Saved data entries
=== Begin Enclosure ===
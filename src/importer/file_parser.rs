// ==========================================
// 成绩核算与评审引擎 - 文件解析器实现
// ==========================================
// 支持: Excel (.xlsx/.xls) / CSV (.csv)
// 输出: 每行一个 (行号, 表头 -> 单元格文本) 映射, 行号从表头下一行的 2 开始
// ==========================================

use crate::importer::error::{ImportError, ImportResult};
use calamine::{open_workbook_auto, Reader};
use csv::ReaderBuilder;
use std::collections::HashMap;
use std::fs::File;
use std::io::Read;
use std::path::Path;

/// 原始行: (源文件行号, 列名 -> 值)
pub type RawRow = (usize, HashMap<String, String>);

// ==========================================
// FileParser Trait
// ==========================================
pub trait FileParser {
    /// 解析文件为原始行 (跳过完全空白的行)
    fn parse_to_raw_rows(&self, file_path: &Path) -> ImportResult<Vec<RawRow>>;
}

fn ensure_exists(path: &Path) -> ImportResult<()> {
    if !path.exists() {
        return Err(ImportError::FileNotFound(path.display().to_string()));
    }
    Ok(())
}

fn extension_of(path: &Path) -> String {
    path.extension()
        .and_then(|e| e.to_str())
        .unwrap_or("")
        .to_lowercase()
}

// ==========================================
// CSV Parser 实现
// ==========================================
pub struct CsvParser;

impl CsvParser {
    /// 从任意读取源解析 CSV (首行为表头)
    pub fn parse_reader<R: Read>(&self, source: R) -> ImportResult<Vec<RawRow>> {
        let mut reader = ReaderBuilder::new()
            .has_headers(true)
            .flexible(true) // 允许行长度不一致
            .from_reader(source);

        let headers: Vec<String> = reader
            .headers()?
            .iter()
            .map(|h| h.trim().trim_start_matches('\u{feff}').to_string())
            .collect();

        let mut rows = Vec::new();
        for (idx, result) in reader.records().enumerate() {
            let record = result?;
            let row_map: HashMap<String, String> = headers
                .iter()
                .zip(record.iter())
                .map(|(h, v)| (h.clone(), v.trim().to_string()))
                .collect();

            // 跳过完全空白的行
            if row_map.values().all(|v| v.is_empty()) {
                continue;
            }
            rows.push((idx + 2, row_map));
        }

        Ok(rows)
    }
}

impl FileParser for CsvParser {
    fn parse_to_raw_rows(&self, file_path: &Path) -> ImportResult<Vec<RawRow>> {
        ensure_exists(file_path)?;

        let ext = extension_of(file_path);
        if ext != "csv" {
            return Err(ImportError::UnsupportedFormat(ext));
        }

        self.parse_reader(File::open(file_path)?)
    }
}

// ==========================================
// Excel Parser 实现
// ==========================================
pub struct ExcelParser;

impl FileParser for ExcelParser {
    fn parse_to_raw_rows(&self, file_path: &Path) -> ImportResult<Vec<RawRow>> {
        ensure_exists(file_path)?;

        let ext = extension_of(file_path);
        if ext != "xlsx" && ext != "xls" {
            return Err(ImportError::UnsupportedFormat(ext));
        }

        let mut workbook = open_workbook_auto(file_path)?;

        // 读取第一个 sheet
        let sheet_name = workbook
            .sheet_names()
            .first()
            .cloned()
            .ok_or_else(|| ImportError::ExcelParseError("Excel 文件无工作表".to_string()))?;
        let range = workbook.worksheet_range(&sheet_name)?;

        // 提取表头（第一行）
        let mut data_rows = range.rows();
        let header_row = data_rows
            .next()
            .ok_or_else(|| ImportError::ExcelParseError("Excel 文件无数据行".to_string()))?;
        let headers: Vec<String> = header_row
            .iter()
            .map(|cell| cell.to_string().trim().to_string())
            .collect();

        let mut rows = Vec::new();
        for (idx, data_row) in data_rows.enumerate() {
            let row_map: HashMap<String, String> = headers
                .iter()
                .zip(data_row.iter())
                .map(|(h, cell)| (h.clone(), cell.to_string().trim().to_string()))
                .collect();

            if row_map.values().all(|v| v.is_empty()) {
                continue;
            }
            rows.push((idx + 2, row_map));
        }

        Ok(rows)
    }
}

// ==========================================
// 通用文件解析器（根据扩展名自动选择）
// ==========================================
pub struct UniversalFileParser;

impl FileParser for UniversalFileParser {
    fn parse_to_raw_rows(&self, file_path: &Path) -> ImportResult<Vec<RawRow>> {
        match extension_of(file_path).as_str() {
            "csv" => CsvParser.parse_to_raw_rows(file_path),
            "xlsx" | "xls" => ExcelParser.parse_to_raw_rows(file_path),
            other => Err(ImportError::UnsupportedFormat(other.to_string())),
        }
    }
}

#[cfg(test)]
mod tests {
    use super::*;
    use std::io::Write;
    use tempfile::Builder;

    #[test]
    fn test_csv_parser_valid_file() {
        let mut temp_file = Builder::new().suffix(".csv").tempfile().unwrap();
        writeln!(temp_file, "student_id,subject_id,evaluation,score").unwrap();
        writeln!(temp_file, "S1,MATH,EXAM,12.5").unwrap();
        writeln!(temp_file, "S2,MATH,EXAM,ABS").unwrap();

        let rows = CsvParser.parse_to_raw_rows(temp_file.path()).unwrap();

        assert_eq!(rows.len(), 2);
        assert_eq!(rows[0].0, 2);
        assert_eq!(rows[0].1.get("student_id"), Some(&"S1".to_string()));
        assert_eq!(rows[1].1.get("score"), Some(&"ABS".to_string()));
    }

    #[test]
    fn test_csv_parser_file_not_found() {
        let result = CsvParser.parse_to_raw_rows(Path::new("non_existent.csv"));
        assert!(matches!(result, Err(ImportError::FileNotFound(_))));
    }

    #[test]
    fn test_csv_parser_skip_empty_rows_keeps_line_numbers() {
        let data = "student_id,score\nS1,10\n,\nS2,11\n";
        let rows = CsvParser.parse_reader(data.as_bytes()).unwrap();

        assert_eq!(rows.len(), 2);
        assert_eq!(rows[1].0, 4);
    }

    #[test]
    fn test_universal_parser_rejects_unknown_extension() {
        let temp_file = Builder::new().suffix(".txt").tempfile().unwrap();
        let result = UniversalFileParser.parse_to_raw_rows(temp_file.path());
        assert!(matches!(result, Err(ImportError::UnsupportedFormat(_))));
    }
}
=== End Enclosure ===
Make a precise copy of the records in their entirety.

**Response**
filename src/importer/file_parser.rs
// ==========================================
// 成绩核算与评审引擎 - 文件解析器实现
// ==========================================
// 支持: Excel (.xlsx/.xls) / CSV (.csv)
// 输出: 每行一个 (行号, 表头 -> 单元格文本) 映射, 行号从表头下一行的 2 开始
// ==========================================

use crate::importer::error::{ImportError, ImportResult};
use calamine::{open_workbook_auto, Reader};
use csv::ReaderBuilder;
use std::collections::HashMap;
use std::fs::File;
use std::io::Read;
use std::path::Path;

/// 原始行: (源文件行号, 列名 -> 值)
pub type RawRow = (usize, HashMap<String, String>);

// ==========================================
// FileParser Trait
// ==========================================
pub trait FileParser {
    /// 解析文件为原始行 (跳过完全空白的行)
    fn parse_to_raw_rows(&self, file_path: &Path) -> ImportResult<Vec<RawRow>>;
}

fn ensure_exists(path: &Path) -> ImportResult<()> {
    if !path.exists() {
        return Err(ImportError::FileNotFound(path.display().to_string()));
    }
    Ok(())
}

fn extension_of(path: &Path) -> String {
    path.extension()
        .and_then(|e| e.to_str())
        .unwrap_or("")
        .to_lowercase()
}

// ==========================================
// CSV Parser 实现
// ==========================================
pub struct CsvParser;

impl CsvParser {
    /// 从任意读取源解析 CSV (首行为表头)
    pub fn parse_reader<R: Read>(&self, source: R) -> ImportResult<Vec<RawRow>> {
        let mut reader = ReaderBuilder::new()
            .has_headers(true)
            .flexible(true) // 允许行长度不一致
            .from_reader(source);

        let headers: Vec<String> = reader
            .headers()?
            .iter()
            .map(|h| h.trim().trim_start_matches('\u{feff}').to_string())
            .collect();

        let mut rows = Vec::new();
        for (idx, result) in reader.records().enumerate() {
            let record = result?;
            let row_map: HashMap<String, String> = headers
                .iter()
                .zip(record.iter())
                .map(|(h, v)| (h.clone(), v.trim().to_string()))
                .collect();

            // 跳过完全空白的行
            if row_map.values().all(|v| v.is_empty()) {
                continue;
            }
            rows.push((idx + 2, row_map));
        }

        Ok(rows)
    }
}

impl FileParser for CsvParser {
    fn parse_to_raw_rows(&self, file_path: &Path) -> ImportResult<Vec<RawRow>> {
        ensure_exists(file_path)?;

        let ext = extension_of(file_path);
        if ext != "csv" {
            return Err(ImportError::UnsupportedFormat(ext));
        }

        self.parse_reader(File::open(file_path)?)
    }
}

// ==========================================
// Excel Parser 实现
// ==========================================
pub struct ExcelParser;

impl FileParser for ExcelParser {
    fn parse_to_raw_rows(&self, file_path: &Path) -> ImportResult<Vec<RawRow>> {
        ensure_exists(file_path)?;

        let ext = extension_of(file_path);
        if ext != "xlsx" && ext != "xls" {
            return Err(ImportError::UnsupportedFormat(ext));
        }

        let mut workbook = open_workbook_auto(file_path)?;

        // 读取第一个 sheet
        let sheet_name = workbook
            .sheet_names()
            .first()
            .cloned()
            .ok_or_else(|| ImportError::ExcelParseError("Excel 文件无工作表".to_string()))?;
        let range = workbook.worksheet_range(&sheet_name)?;

        // 提取表头（第一行）
        let mut data_rows = range.rows();
        let header_row = data_rows
            .next()
            .ok_or_else(|| ImportError::ExcelParseError("Excel 文件无数据行".to_string()))?;
        let headers: Vec<String> = header_row
            .iter()
            .map(|cell| cell.to_string().trim().to_string())
            .collect();

        let mut rows = Vec::new();
        for (idx, data_row) in data_rows.enumerate() {
            let row_map: HashMap<String, String> = headers
                .iter()
                .zip(data_row.iter())
                .map(|(h, cell)| (h.clone(), cell.to_string().trim().to_string()))
                .collect();

            if row_map.values().all(|v| v.is_empty()) {
                continue;
            }
            rows.push((idx + 2, row_map));
        }

        Ok(rows)
    }
}

// ==========================================
// 通用文件解析器（根据扩展名自动选择）
// ==========================================
pub struct UniversalFileParser;

impl FileParser for UniversalFileParser {
    fn parse_to_raw_rows(&self, file_path: &Path) -> ImportResult<Vec<RawRow>> {
        match extension_of(file_path).as_str() {
            "csv" => CsvParser.parse_to_raw_rows(file_path),
            "xlsx" | "xls" => ExcelParser.parse_to_raw_rows(file_path),
            other => Err(ImportError::UnsupportedFormat(other.to_string())),
        }
    }
}

#[cfg(test)]
mod tests {
    use super::*;
    use std::io::Write;
    use tempfile::Builder;

    #[test]
    fn test_csv_parser_valid_file() {
        let mut temp_file = Builder::new().suffix(".csv").tempfile().unwrap();
        writeln!(temp_file, "student_id,subject_id,evaluation,score").unwrap();
        writeln!(temp_file, "S1,MATH,EXAM,12.5").unwrap();
        writeln!(temp_file, "S2,MATH,EXAM,ABS").unwrap();

        let rows = CsvParser.parse_to_raw_rows(temp_file.path()).unwrap();

        assert_eq!(rows.len(), 2);
        assert_eq!(rows[0].0, 2);
        assert_eq!(rows[0].1.get("student_id"), Some(&"S1".to_string()));
        assert_eq!(rows[1].1.get("score"), Some(&"ABS".to_string()));
    }

    #[test]
    fn test_csv_parser_file_not_found() {
        let result = CsvParser.parse_to_raw_rows(Path::new("non_existent.csv"));
        assert!(matches!(result, Err(ImportError::FileNotFound(_))));
    }

    #[test]
    fn test_csv_parser_skip_empty_rows_keeps_line_numbers() {
        let data = "student_id,score\nS1,10\n,\nS2,11\n";
        let rows = CsvParser.parse_reader(data.as_bytes()).unwrap();

        assert_eq!(rows.len(), 2);
        assert_eq!(rows[1].0, 4);
    }

    #[test]
    fn test_universal_parser_rejects_unknown_extension() {
        let temp_file = Builder::new().suffix(".txt").tempfile().unwrap();
        let result = UniversalFileParser.parse_to_raw_rows(temp_file.path());
        assert!(matches!(result, Err(ImportError::UnsupportedFormat(_))));
    }
}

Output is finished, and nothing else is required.